Admissions and enrollment teams run best when they're not seen as a separate arm of the school, rather when they are truly integrated into the student experience. My team will come back from advisor meetings with stories to share, which feeds directly into the role of the admissions person, which is to tell and share stories.
Net Assets: And you also have strong relationships with operational leaders, like the business officer. What strengthens that particular partnership?
Rogers King: A few things. First, our administrative team is large. We both sit on it and report to the head of school. We have team meetings where we report out, and it helps when everybody feels like they know what other team members are doing. And we both have the opportunity to sit in on board meetings. That helps because the CFO explains the challenges and successes of his office, and I do the same. And we both sit on the financial aid committee. And we work together on enrollment and reenrollment processes. We do administrative retreats every year, where we participate in shared visioning and strategy work, and last year we had weekly operational meetings due to COVID.

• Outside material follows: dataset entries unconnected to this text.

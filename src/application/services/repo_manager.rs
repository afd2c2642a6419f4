use serde::Serialize;
use std::path::{Path, PathBuf};
use std::sync::Arc;
use tracing::{debug, info, warn};

use super::repo_discovery::{DiscoveryError, DiscoveryOptions, RepoScanner};
use crate::common::error::NestrepoError;
use crate::domain::entities::operation_results::{
    BatchSummary, ExecReport, ExecResult, HealthCheck, HealthCheckKind, HealthCheckResult,
    HealthReport, RepoFailure, RepoStatus, StatusReport,
};
use crate::domain::entities::project_config::ProjectConfig;
use crate::domain::entities::repository_entry::{DiscoveredRepo, RepositoryEntry};
use crate::domain::value_objects::path_resolver::PathResolver;
use crate::infrastructure::git::{GitError, GitOperations};

/// The closed set of batch operations
#[derive(Debug, Clone, PartialEq, Eq)]
pub enum RepoOperation {
    Status,
    Exec { args: Vec<String> },
    Health { check_remote: bool },
}

impl RepoOperation {
    pub fn name(&self) -> &'static str {
        match self {
            Self::Status => "status",
            Self::Exec { .. } => "exec",
            Self::Health { .. } => "health",
        }
    }
}

/// Report produced by [`RepoManager::run`]
#[derive(Debug, Clone, PartialEq, Eq, Serialize)]
#[serde(untagged)]
pub enum OperationReport {
    Status(StatusReport),
    Exec(ExecReport),
    Health(HealthReport),
}

impl OperationReport {
    pub fn summary(&self) -> BatchSummary {
        match self {
            Self::Status(report) => report.summary(),
            Self::Exec(report) => report.summary(),
            Self::Health(report) => report.summary(),
        }
    }

    pub fn exit_code(&self) -> i32 {
        self.summary().exit_code()
    }
}

/// Discovery and sequential, failure-isolated batch operations over a project tree
pub struct RepoManager {
    project_root: PathBuf,
    git: Arc<dyn GitOperations>,
}

impl RepoManager {
    pub fn new(project_root: impl Into<PathBuf>, git: Arc<dyn GitOperations>) -> Self {
        Self {
            project_root: project_root.into(),
            git,
        }
    }

    pub fn project_root(&self) -> &Path {
        &self.project_root
    }

    /// Scan the project tree, then enrich each candidate with its branch and remote
    pub async fn discover(
        &self,
        options: &DiscoveryOptions,
    ) -> Result<Vec<DiscoveredRepo>, DiscoveryError> {
        let scanner = RepoScanner::new(&self.project_root, self.git.as_ref(), options)?;
        let root = scanner.root().to_path_buf();
        let mut repos = scanner.scan();
        info!(count = repos.len(), root = %root.display(), "discovery finished");

        for repo in repos.iter_mut() {
            let path = PathResolver::to_absolute(&repo.path, &root);
            self.enrich(repo, &path, &options.preferred_remote).await;
        }

        Ok(repos)
    }

    async fn enrich(&self, repo: &mut DiscoveredRepo, path: &Path, preferred_remote: &str) {
        match self.git.current_branch(path).await {
            Ok(branch) => repo.branch = branch,
            Err(e) => warn!(path = %repo.path, error = %e, "could not read current branch"),
        }

        let remotes = match self.git.remotes(path).await {
            Ok(remotes) => remotes,
            Err(e) => {
                warn!(path = %repo.path, error = %e, "could not list remotes");
                return;
            }
        };
        repo.has_remote = !remotes.is_empty();

        let chosen = remotes
            .iter()
            .find(|r| r.as_str() == preferred_remote)
            .or_else(|| remotes.first());
        if let Some(remote) = chosen {
            match self.git.remote_url(path, remote).await {
                Ok(url) => repo.remote = url,
                Err(e) => warn!(path = %repo.path, remote = %remote, error = %e, "could not read remote url"),
            }
        }
    }

    /// Dispatch one operation over `repos`
    pub async fn run(
        &self,
        operation: &RepoOperation,
        repos: &[RepositoryEntry],
        config: &ProjectConfig,
    ) -> OperationReport {
        debug!(operation = operation.name(), count = repos.len(), "running batch");
        match operation {
            RepoOperation::Status => OperationReport::Status(self.status_all(repos).await),
            RepoOperation::Exec { args } => OperationReport::Exec(self.exec_all(repos, args).await),
            RepoOperation::Health { check_remote } => {
                OperationReport::Health(self.health_all(repos, config, *check_remote).await)
            }
        }
    }

    /// Status of every repository, one result per input in input order
    pub async fn status_all(&self, repos: &[RepositoryEntry]) -> StatusReport {
        let mut report = StatusReport::default();
        for entry in repos {
            let result = match self.resolve_existing(entry) {
                Ok(path) => match self.git.status(&path).await {
                    Ok(status) => RepoStatus::ok(&entry.name, &entry.path, status),
                    Err(e) => RepoStatus::failed(&entry.name, &entry.path, repo_failure(e)),
                },
                Err(failure) => RepoStatus::failed(&entry.name, &entry.path, failure),
            };
            if let Some(error) = &result.error {
                warn!(repo = %entry.name, error = %error.message, "status failed");
            }
            report.results.push(result);
        }
        report
    }

    /// Run git with `args` in every repository; a failure never stops the batch
    pub async fn exec_all(&self, repos: &[RepositoryEntry], args: &[String]) -> ExecReport {
        let mut report = ExecReport::new(args.to_vec());
        for entry in repos {
            let result = ExecResult::new(&entry.name, &entry.path);
            let result = match self.resolve_existing(entry) {
                Ok(path) => match self.git.exec_raw(&path, args).await {
                    Ok(output) => result.with_output(
                        output.exit_code,
                        output.stdout,
                        output.stderr,
                        output.duration_ms,
                    ),
                    Err(e) => result.with_error(repo_failure(e)),
                },
                Err(failure) => result.with_error(failure),
            };
            if let Some(error) = &result.error {
                warn!(repo = %entry.name, error = %error.message, "exec failed");
            }
            report.add_result(result);
        }
        report
    }

    /// Health of every repository; `config` supplies the parent entries
    pub async fn health_all(
        &self,
        repos: &[RepositoryEntry],
        config: &ProjectConfig,
        check_remote: bool,
    ) -> HealthReport {
        let preferred_remote = config.effective_settings().default_remote;
        let mut report = HealthReport::default();
        for entry in repos {
            let result = self
                .check_health(entry, config, check_remote, &preferred_remote)
                .await;
            if let Some(error) = &result.error {
                warn!(repo = %entry.name, error = %error.message, "health check failed");
            }
            report.results.push(result);
        }
        report
    }

    async fn check_health(
        &self,
        entry: &RepositoryEntry,
        config: &ProjectConfig,
        check_remote: bool,
        preferred_remote: &str,
    ) -> HealthCheckResult {
        let mut result = HealthCheckResult::new(&entry.name, &entry.path);
        let repo_path = self.check_location(entry, &mut result);

        match &repo_path {
            Some(path) => {
                self.check_default_branch(entry, path, &mut result).await;
            }
            None => result.push(HealthCheck::skipped(
                HealthCheckKind::DefaultBranch,
                "repository unavailable",
            )),
        }

        if let Some(parent) = entry.normalized_parent() {
            result.push(self.check_parent_link(&parent, config));
        }

        if check_remote {
            match &repo_path {
                Some(path) => {
                    let check = self.check_remote(entry, path, preferred_remote).await;
                    result.push(check);
                }
                None => result.push(HealthCheck::skipped(
                    HealthCheckKind::RemoteReachable,
                    "repository unavailable",
                )),
            }
        }

        result.finalize()
    }

    /// Path and git validity checks; returns the path only when both pass
    fn check_location(
        &self,
        entry: &RepositoryEntry,
        result: &mut HealthCheckResult,
    ) -> Option<PathBuf> {
        let path = match PathResolver::resolve(&entry.path, &self.project_root) {
            Ok(path) => path,
            Err(e) => {
                result.push(HealthCheck::failed(
                    HealthCheckKind::PathExists,
                    e.to_string(),
                    e.recommendation(),
                ));
                result.push(HealthCheck::skipped(HealthCheckKind::GitRepository, "path unavailable"));
                return None;
            }
        };

        if !path.is_dir() {
            result.push(HealthCheck::failed(
                HealthCheckKind::PathExists,
                format!("path '{}' does not exist", entry.path),
                missing_path_recommendation(),
            ));
            result.push(HealthCheck::skipped(HealthCheckKind::GitRepository, "path unavailable"));
            return None;
        }
        result.push(HealthCheck::passed(HealthCheckKind::PathExists, "path exists"));

        if !self.git.is_git_repo(&path) {
            let error = GitError::not_a_git_repo(&path);
            result.push(HealthCheck::failed(
                HealthCheckKind::GitRepository,
                format!("'{}' is not a git repository", entry.path),
                error.recommendation(),
            ));
            return None;
        }
        result.push(HealthCheck::passed(HealthCheckKind::GitRepository, "valid git repository"));

        Some(path)
    }

    async fn check_default_branch(
        &self,
        entry: &RepositoryEntry,
        path: &Path,
        result: &mut HealthCheckResult,
    ) {
        let branch = &entry.default_branch;
        let check = match self.git.branch_exists(path, branch).await {
            Ok(true) => HealthCheck::passed(
                HealthCheckKind::DefaultBranch,
                format!("branch '{}' exists", branch),
            ),
            Ok(false) => HealthCheck::failed(
                HealthCheckKind::DefaultBranch,
                format!("default branch '{}' not found", branch),
                format!(
                    "Create or fetch '{}', or update defaultBranch in project-repos.json",
                    branch
                ),
            ),
            Err(e) => HealthCheck::failed(
                HealthCheckKind::DefaultBranch,
                format!("could not check branch '{}': {}", branch, e),
                e.recommendation(),
            ),
        };
        result.push(check);
    }

    /// The parent entry must exist in the configuration and be a live repository
    fn check_parent_link(&self, parent: &str, config: &ProjectConfig) -> HealthCheck {
        let Some(parent_entry) = config.find_by_path(parent) else {
            return HealthCheck::failed(
                HealthCheckKind::ParentLink,
                format!("parent '{}' is not a configured repository", parent),
                "Re-run `repo init` or fix `parent` in project-repos.json",
            );
        };

        let live = PathResolver::resolve(&parent_entry.path, &self.project_root)
            .map(|path| path.is_dir() && self.git.is_git_repo(&path))
            .unwrap_or(false);
        if live {
            HealthCheck::passed(
                HealthCheckKind::ParentLink,
                format!("parent '{}' is a live repository", parent),
            )
        } else {
            HealthCheck::failed(
                HealthCheckKind::ParentLink,
                format!("parent '{}' is not a git repository on disk", parent),
                format!("Restore the '{}' repository or re-run `repo init`", parent_entry.name),
            )
        }
    }

    async fn check_remote(
        &self,
        entry: &RepositoryEntry,
        path: &Path,
        preferred_remote: &str,
    ) -> HealthCheck {
        let remotes = match self.git.remotes(path).await {
            Ok(remotes) => remotes,
            Err(e) => {
                return HealthCheck::failed(
                    HealthCheckKind::RemoteReachable,
                    format!("could not list remotes: {}", e),
                    e.recommendation(),
                )
            }
        };

        let Some(remote) = remotes
            .iter()
            .find(|r| r.as_str() == preferred_remote)
            .or_else(|| remotes.first())
        else {
            return if entry.remote.is_some() {
                HealthCheck::failed(
                    HealthCheckKind::RemoteReachable,
                    "remote is configured in project-repos.json but not in the repository",
                    "Add it with `git remote add`",
                )
            } else {
                HealthCheck::skipped(HealthCheckKind::RemoteReachable, "no remote configured")
            };
        };

        match self.git.is_remote_reachable(path, remote).await {
            Ok(true) => HealthCheck::passed(
                HealthCheckKind::RemoteReachable,
                format!("remote '{}' is reachable", remote),
            ),
            Ok(false) => HealthCheck::failed(
                HealthCheckKind::RemoteReachable,
                format!("remote '{}' is unreachable", remote),
                "Check network access and credentials for the remote",
            ),
            Err(e) => HealthCheck::failed(
                HealthCheckKind::RemoteReachable,
                format!("could not probe remote '{}': {}", remote, e),
                e.recommendation(),
            ),
        }
    }

    /// Resolve an entry to an existing directory, or the failure to record
    fn resolve_existing(&self, entry: &RepositoryEntry) -> Result<PathBuf, RepoFailure> {
        let path = PathResolver::resolve(&entry.path, &self.project_root)
            .map_err(repo_failure)?;
        if !path.is_dir() {
            return Err(RepoFailure::new(
                format!("path '{}' does not exist", entry.path),
                missing_path_recommendation(),
            ));
        }
        Ok(path)
    }
}

/// Per-repository failure slot for any layer error
fn repo_failure(error: impl Into<NestrepoError>) -> RepoFailure {
    let error = error.into();
    RepoFailure::new(error.to_string(), error.recommendation())
}

fn missing_path_recommendation() -> &'static str {
    "Clone the repository to that path, or re-run `repo init` to refresh the configuration"
}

So we are involved in a lot of joint meetings. There’s always an agenda but anyone can add to the agenda, and it’s not top down. I can weigh in when I need to. For example, our long-standing bus company shifted plans due to the pandemic, and the business office was thinking about one solution, but I knew the issue needed further consideration because transportation is actually an enrollment issue. If the right options aren’t in place, families are less likely to send their kids to the school or to feel good about the school. So we did a parent survey and were able to use the data and work together to come to a joint decision.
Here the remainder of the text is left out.